UM School of Law receives $30 million donation

School renamed after Carey Foundation gift, the 200-year-old institution's largest

April 25, 2011|By Larry Carson, The Baltimore Sun

A $30 million donation to the University of Maryland School of Law — the largest gift the school has ever received — will help boost the nearly 200-year-old institution into national prominence, professors, students and alumni say.

The gift from the W.P. Carey Foundation, run by a family with long mercantile and legal roots in Baltimore and Maryland, was announced Monday in the school's packed atrium, which was festooned with scores of colorful balloons and yellow "Carey Forward" campaign-style buttons. Officials said the money would go toward faculty support, strengthening major concentrations of study such as business law, and boosting the endowment.

"It says to people that their law school is being nationally recognized," 37-year law professor Larry Gibson said during the event at the campus on downtown Baltimore's west side.

To Chelsea Jones, a first-year student from Bethesda who wants to practice public interest law, the donation means "the law school will be able to do so much more" for both students and clients served by graduates. "The law school will be propelled into the national spotlight," the 25-year-old said.

The gift prompted the school's regents to rename the institution the University of Maryland Francis King Carey School of Law after an 1880 graduate who was the grandfather of William Polk Carey, chairman of both the foundation and W.P. Carey and Co. LLC, and Francis J. Carey, foundation president and board member of the financial company.

The gift was the latest major university donation by the 23-year-old Carey Foundation, which was founded by William Polk Carey. The foundation has given $50 million to the Johns Hopkins University, home of the Carey Business School, and $50 million to Arizona State University for the W.P. Carey School of Business.

Maryland's law school, which will celebrate its 200th anniversary next year, has made a commitment to raise $15 million more on its own.

Paul Bekman, a 1971 graduate who is the chairman of the board of visitors, said the donation will allow the school to attract and retain top-quality faculty, and to expand the curriculum.

Rep. Elijah E. Cummings, an alumnus, pointed out that the school's legal clinics serve lower-income people who need help. "One of the reasons this is so important is that this is one of the top clinical law schools in the country today," he said.
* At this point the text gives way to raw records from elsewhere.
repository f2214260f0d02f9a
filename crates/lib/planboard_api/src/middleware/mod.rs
//! Request middleware.

pub mod auth;
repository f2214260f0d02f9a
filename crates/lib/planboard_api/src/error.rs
//! Application error types.

use axum::{
    Json,
    http::StatusCode,
    response::{IntoResponse, Response},
};
use thiserror::Error;

use crate::models::ErrorResponse;
use planboard_core::auth::AuthError;

/// Convenience alias for handler return types.
pub type AppResult<T> = Result<T, AppError>;

/// Application-level errors with HTTP status mapping.
#[derive(Debug, Error)]
pub enum AppError {
    #[error("Validation error: {0}")]
    Validation(String),

    #[error("Unauthorized: {0}")]
    Unauthorized(String),

    #[error("Forbidden: {0}")]
    Forbidden(String),

    #[error("Internal server error")]
    Internal(String),
}

impl IntoResponse for AppError {
    fn into_response(self) -> Response {
        let (status, error, message) = match &self {
            AppError::Validation(m) => (StatusCode::BAD_REQUEST, "validation_error", m.as_str()),
            AppError::Unauthorized(m) => (StatusCode::UNAUTHORIZED, "unauthorized", m.as_str()),
            AppError::Forbidden(m) => (StatusCode::FORBIDDEN, "forbidden", m.as_str()),
            AppError::Internal(m) => {
                tracing::error!(error = %m, "internal error");
                (
                    StatusCode::INTERNAL_SERVER_ERROR,
                    "internal_error",
                    "Internal server error",
                )
            }
        };
        let body = Json(ErrorResponse {
            error: error.to_string(),
            message: message.to_string(),
        });
        (status, body).into_response()
    }
}

impl From<AuthError> for AppError {
    fn from(e: AuthError) -> Self {
        match e {
            AuthError::InvalidOrExpiredSession | AuthError::Unauthorized => {
                AppError::Unauthorized("Unauthorized".into())
            }
            AuthError::CredentialError => AppError::Unauthorized("Invalid credentials".into()),
            AuthError::Forbidden => AppError::Forbidden("Insufficient project role".into()),
            e @ (AuthError::PasswordTooShort | AuthError::PasswordTooLong) => {
                AppError::Validation(e.to_string())
            }
            AuthError::ValidationError(msg) => AppError::Validation(msg),
            AuthError::Storage(e) => AppError::Internal(e.to_string()),
            AuthError::Internal(msg) => AppError::Internal(msg),
        }
    }
}

#[cfg(test)]
mod tests {
    use super::*;

    fn status(e: AuthError) -> StatusCode {
        AppError::from(e).into_response().status()
    }

    #[test]
    fn auth_errors_map_to_statuses() {
        assert_eq!(status(AuthError::Unauthorized), StatusCode::UNAUTHORIZED);
        assert_eq!(status(AuthError::InvalidOrExpiredSession), StatusCode::UNAUTHORIZED);
        assert_eq!(status(AuthError::CredentialError), StatusCode::UNAUTHORIZED);
        assert_eq!(status(AuthError::Forbidden), StatusCode::FORBIDDEN);
        assert_eq!(status(AuthError::PasswordTooShort), StatusCode::BAD_REQUEST);
        assert_eq!(status(AuthError::PasswordTooLong), StatusCode::BAD_REQUEST);
        assert_eq!(
            status(AuthError::Storage(sqlx::Error::PoolClosed)),
            StatusCode::INTERNAL_SERVER_ERROR
        );
    }
}
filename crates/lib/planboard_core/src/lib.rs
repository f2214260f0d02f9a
//! # planboard_core
//!
//! Session lifecycle, password hashing and project role authorization for
//! Planboard. Storage is reached through the ports in [`store`].

pub mod auth;
pub mod ids;
pub mod migrate;
pub mod models;
pub mod store;

/// Returns the crate version.
pub fn version() -> &'static str {
    env!("CARGO_PKG_VERSION")
}
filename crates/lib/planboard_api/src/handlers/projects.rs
//! Project access handlers.
//!
//! Mounted behind `require_auth`, so the caller is always known here.

use axum::extract::{Path, State};
use axum::http::StatusCode;

use crate::AppState;
use crate::error::{AppError, AppResult};
use crate::middleware::auth::CurrentUser;

/// `GET /projects/{project_id}/access/{role}`: `204` when the caller holds
/// at least `role` on the project, `403` otherwise. Unknown roles deny.
pub async fn check_access_handler(
    State(state): State<AppState>,
    user: CurrentUser,
    Path((project_id, role)): Path<(String, String)>,
) -> AppResult<StatusCode> {
    if state
        .authz
        .has_project_permission(Some(&user.0), &project_id, &role)
        .await
    {
        Ok(StatusCode::NO_CONTENT)
    } else {
        Err(AppError::Forbidden(format!(
            "Role {role} required on project {project_id}"
        )))
    }
}
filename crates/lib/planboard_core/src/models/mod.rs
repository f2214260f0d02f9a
//! Domain models.

pub mod auth;
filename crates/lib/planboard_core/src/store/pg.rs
//! PostgreSQL adapter over [`crate::auth::queries`].

use async_trait::async_trait;
use sqlx::PgPool;

use super::{ProjectRoleRepository, SessionRepository, UserRepository};
use crate::auth::{AuthError, queries};
use crate::models::auth::{Session, User, UserWithPassword};

/// Store backed by a shared `PgPool`.
#[derive(Clone, Debug)]
pub struct PgStore {
    pool: PgPool,
}

impl PgStore {
    pub fn new(pool: PgPool) -> Self {
        Self { pool }
    }

    pub fn pool(&self) -> &PgPool {
        &self.pool
    }
}

#[async_trait]
impl SessionRepository for PgStore {
    async fn insert_session(&self, session: &Session) -> Result<(), AuthError> {
        queries::insert_session(&self.pool, session).await
    }

    async fn find_valid_session(&self, token: &str) -> Result<Option<Session>, AuthError> {
        queries::find_valid_session(&self.pool, token).await
    }

    async fn delete_session(&self, token: &str) -> Result<(), AuthError> {
        queries::delete_session(&self.pool, token).await
    }
}

#[async_trait]
impl ProjectRoleRepository for PgStore {
    async fn find_project_role(
        &self,
        project_id: &str,
        user_id: &str,
    ) -> Result<Option<String>, AuthError> {
        queries::get_project_role(&self.pool, project_id, user_id).await
    }

    async fn upsert_project_role(
        &self,
        project_id: &str,
        user_id: &str,
        role: &str,
    ) -> Result<(), AuthError> {
        queries::set_project_role(&self.pool, project_id, user_id, role).await
    }
}

#[async_trait]
impl UserRepository for PgStore {
    async fn find_user_by_email(&self, email: &str) -> Result<Option<UserWithPassword>, AuthError> {
        queries::find_user_by_email(&self.pool, email).await
    }

    async fn find_user_by_id(&self, user_id: &str) -> Result<Option<User>, AuthError> {
        queries::get_user_by_id(&self.pool, user_id).await
    }

    async fn create_user(
        &self,
        email: &str,
        name: Option<&str>,
        password_hash: &str,
    ) -> Result<User, AuthError> {
        queries::create_user(&self.pool, email, name, password_hash).await
    }
}
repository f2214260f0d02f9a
//! Authentication middleware: session cookie extraction and validation.
//!
//! Two modes share one credential path:
//!
//! - [`attach_identity`] (soft): never rejects. A valid session attaches a
//!   [`CurrentUser`]; a missing or invalid one leaves the request anonymous,
//!   and the two cases are indistinguishable downstream.
//! - [`require_auth`] (hard): a missing or invalid session ends the request
//!   with `401 Unauthorized` (plain text) before the handler runs.
//!
//! Only this module reads the transport credential. Everything downstream
//! sees the resolved [`Identity`] through [`current_identity`],
//! [`is_authenticated`], or the [`CurrentUser`] extractor.

use std::convert::Infallible;

use axum::{
    extract::{FromRequestParts, OptionalFromRequestParts, Request, State},
    http::{Extensions, HeaderMap, StatusCode, request::Parts},
    middleware::Next,
    response::{IntoResponse, Response},
};
use axum_extra::extract::cookie::{Key, SignedCookieJar};
use tracing::debug;

use crate::AppState;
use crate::services::cookies::SESSION_COOKIE;
use planboard_core::models::auth::Identity;

/// Typed request-extension key holding the resolved caller.
#[derive(Debug, Clone, PartialEq, Eq)]
pub struct CurrentUser(pub Identity);

impl CurrentUser {
    pub fn user_id(&self) -> &str {
        &self.0.user_id
    }
}

/// "Get identity": the caller attached to this request, if any.
pub fn current_identity(extensions: &Extensions) -> Option<&Identity> {
    extensions.get::<CurrentUser>().map(|user| &user.0)
}

/// "Is authenticated": whether an identity is attached.
pub fn is_authenticated(extensions: &Extensions) -> bool {
    current_identity(extensions).is_some()
}

/// Read the session token from a correctly signed `session` cookie.
fn session_token(headers: &HeaderMap, key: &Key) -> Option<String> {
    jar_session_token(&SignedCookieJar::<Key>::from_headers(headers, key.clone()))
}

/// Session token carried by an already extracted jar. Handlers that must
/// act on the raw token (logout) go through here instead of the cookie.
pub(crate) fn jar_session_token(jar: &SignedCookieJar) -> Option<String> {
    jar.get(SESSION_COOKIE)
        .map(|cookie| cookie.value().to_string())
        .filter(|token| !token.is_empty())
}

/// Resolve the request's credential to an identity, discarding the reason
/// on failure.
async fn resolve_identity(state: &AppState, headers: &HeaderMap) -> Option<Identity> {
    let token = session_token(headers, &state.cookie_key)?;
    match state.sessions.validate_session(&token).await {
        Ok(user_id) => Some(Identity::new(user_id)),
        Err(_) => None,
    }
}

/// Axum middleware (soft mode): attaches `CurrentUser` when the session
/// cookie validates, otherwise passes the request through untouched.
pub async fn attach_identity(
    State(state): State<AppState>,
    mut request: Request,
    next: Next,
) -> Response {
    match resolve_identity(&state, request.headers()).await {
        Some(identity) => {
            request.extensions_mut().insert(CurrentUser(identity));
        }
        None => debug!("no usable session, continuing anonymously"),
    }
    next.run(request).await
}

/// Axum middleware (hard mode): rejects with 401 unless the session cookie
/// validates, then injects `CurrentUser` for the handler.
pub async fn require_auth(
    State(state): State<AppState>,
    mut request: Request,
    next: Next,
) -> Response {
    let Some(identity) = resolve_identity(&state, request.headers()).await else {
        debug!(path = %request.uri().path(), "rejecting unauthenticated request");
        return AuthRejection.into_response();
    };
    request.extensions_mut().insert(CurrentUser(identity));
    next.run(request).await
}

/// Hard-mode rejection: `401` with a plain-text body.
#[derive(Debug, Clone, Copy)]
pub struct AuthRejection;

impl IntoResponse for AuthRejection {
    fn into_response(self) -> Response {
        (StatusCode::UNAUTHORIZED, "Unauthorized").into_response()
    }
}

impl<S> FromRequestParts<S> for CurrentUser
where
    S: Send + Sync,
{
    type Rejection = AuthRejection;

    async fn from_request_parts(parts: &mut Parts, _state: &S) -> Result<Self, Self::Rejection> {
        parts
            .extensions
            .get::<CurrentUser>()
            .cloned()
            .ok_or(AuthRejection)
    }
}

impl<S> OptionalFromRequestParts<S> for CurrentUser
where
    S: Send + Sync,
{
    type Rejection = Infallible;

    async fn from_request_parts(
        parts: &mut Parts,
        _state: &S,
    ) -> Result<Option<Self>, Self::Rejection> {
        Ok(parts.extensions.get::<CurrentUser>().cloned())
    }
}

#[cfg(test)]
mod tests {
    use super::*;

    #[test]
    fn accessors_reflect_extension() {
        let mut ext = Extensions::new();
        assert!(current_identity(&ext).is_none());
        assert!(!is_authenticated(&ext));

        ext.insert(CurrentUser(Identity::new("user-1")));
        assert_eq!(current_identity(&ext).map(|i| i.user_id.as_str()), Some("user-1"));
        assert!(is_authenticated(&ext));
    }

    #[test]
    fn unrelated_string_extensions_are_ignored() {
        let mut ext = Extensions::new();
        ext.insert(String::from("user-1"));
        assert!(!is_authenticated(&ext));
    }

    #[test]
    fn unsigned_cookie_is_not_a_credential() {
        let key = Key::generate();
        let mut headers = HeaderMap::new();
        headers.insert(
            axum::http::header::COOKIE,
            "session=plain-token".parse().unwrap(),
        );
        assert!(session_token(&headers, &key).is_none());
    }

    #[test]
    fn empty_signed_cookie_is_not_a_credential() {
        let key = Key::generate();
        let jar: SignedCookieJar = SignedCookieJar::new(key).add((SESSION_COOKIE, ""));
        assert!(jar.get(SESSION_COOKIE).is_some());
        assert!(jar_session_token(&jar).is_none());
    }

    #[test]
    fn signed_cookie_round_trips() {
        let key = Key::generate();
        let jar: SignedCookieJar = SignedCookieJar::new(key.clone()).add((SESSION_COOKIE, "tok-123"));
        let signed = jar.get(SESSION_COOKIE).is_some();
        assert!(signed);

        let response = (jar, ()).into_response();
        let set_cookie = response
            .headers()
            .get(axum::http::header::SET_COOKIE)
            .unwrap()
            .to_str()
            .unwrap();
        let pair = set_cookie.split(';').next().unwrap();

        let mut headers = HeaderMap::new();
        headers.insert(axum::http::header::COOKIE, pair.parse().unwrap());
        assert_eq!(session_token(&headers, &key).as_deref(), Some("tok-123"));
    }
}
At the gift announcement, students, faculty, alumni and public officials stood watching the ceremony in the four-story atrium, some leaning over railings to see and hear. The two elderly Carey brothers sat on either side of law school Dean Phoebe A. Haddon on the stage.

"Thank you, thank you, thank you," Haddon said, adding that the gift "links the past with the future."

She presented the brothers with a large framed copy of the pages of the 1880 law school yearbook. The graduating class included Francis King Carey, co-founder of a firm that was a predecessor of DLA Piper, now one of the largest law firms in the world.

William Polk Carey recalled his grandfather, saying, "As the school goes forward, he's up there watching. He'll give us all the support to be the greatest law school in the world."

William E. Kirwan, chancellor of the University System of Maryland, credited former U.S. Sen. Joseph Tydings, who was sitting in the front row at the ceremony, with first approaching William Carey about a contribution. He gave Haddon the credit for persistently following up over months to secure the huge gift.

"You inspire us to reach for the stars," Kirwan said to the Carey brothers.

Baltimore Mayor Stephanie Rawlings-Blake, another graduate of the school, said, "They're really working to put this campus on the map." The gift, she said, "is the icing on the cake for a lot of hard work. It's going to take the entire campus to the next level."

The Carey family goes back six generations in Baltimore to James Carey, an 18th-century shipping business owner who married Martha Ellicott, a granddaughter of one of the Ellicotts who founded Ellicott City. West Baltimore's Carey Street is named for the family.

The Carey Foundation has given money to other Maryland schools, including the Gilman School, founded by William Carey's grandmother, Anne Galbraith Carey; the Baltimore School for the Arts; the Bryn Mawr School; and the Calvert School, according to the announcement.

The Carey family has a long history with the University of Maryland law school. Francis King Carey's elder brother, James, also graduated from the school in 1875, and his son, Francis J. Carey, graduated in 1912.

"This gift represents the Carey family's educational and philanthropic legacy in the great state of Maryland and helps us honor family members who dedicated their lives and careers to education, to civic duty and many to the legal profession itself," William Polk Carey said in a prepared statement.

Gov. Martin O'Malley, who attended the ceremony, praised the gift in the statement.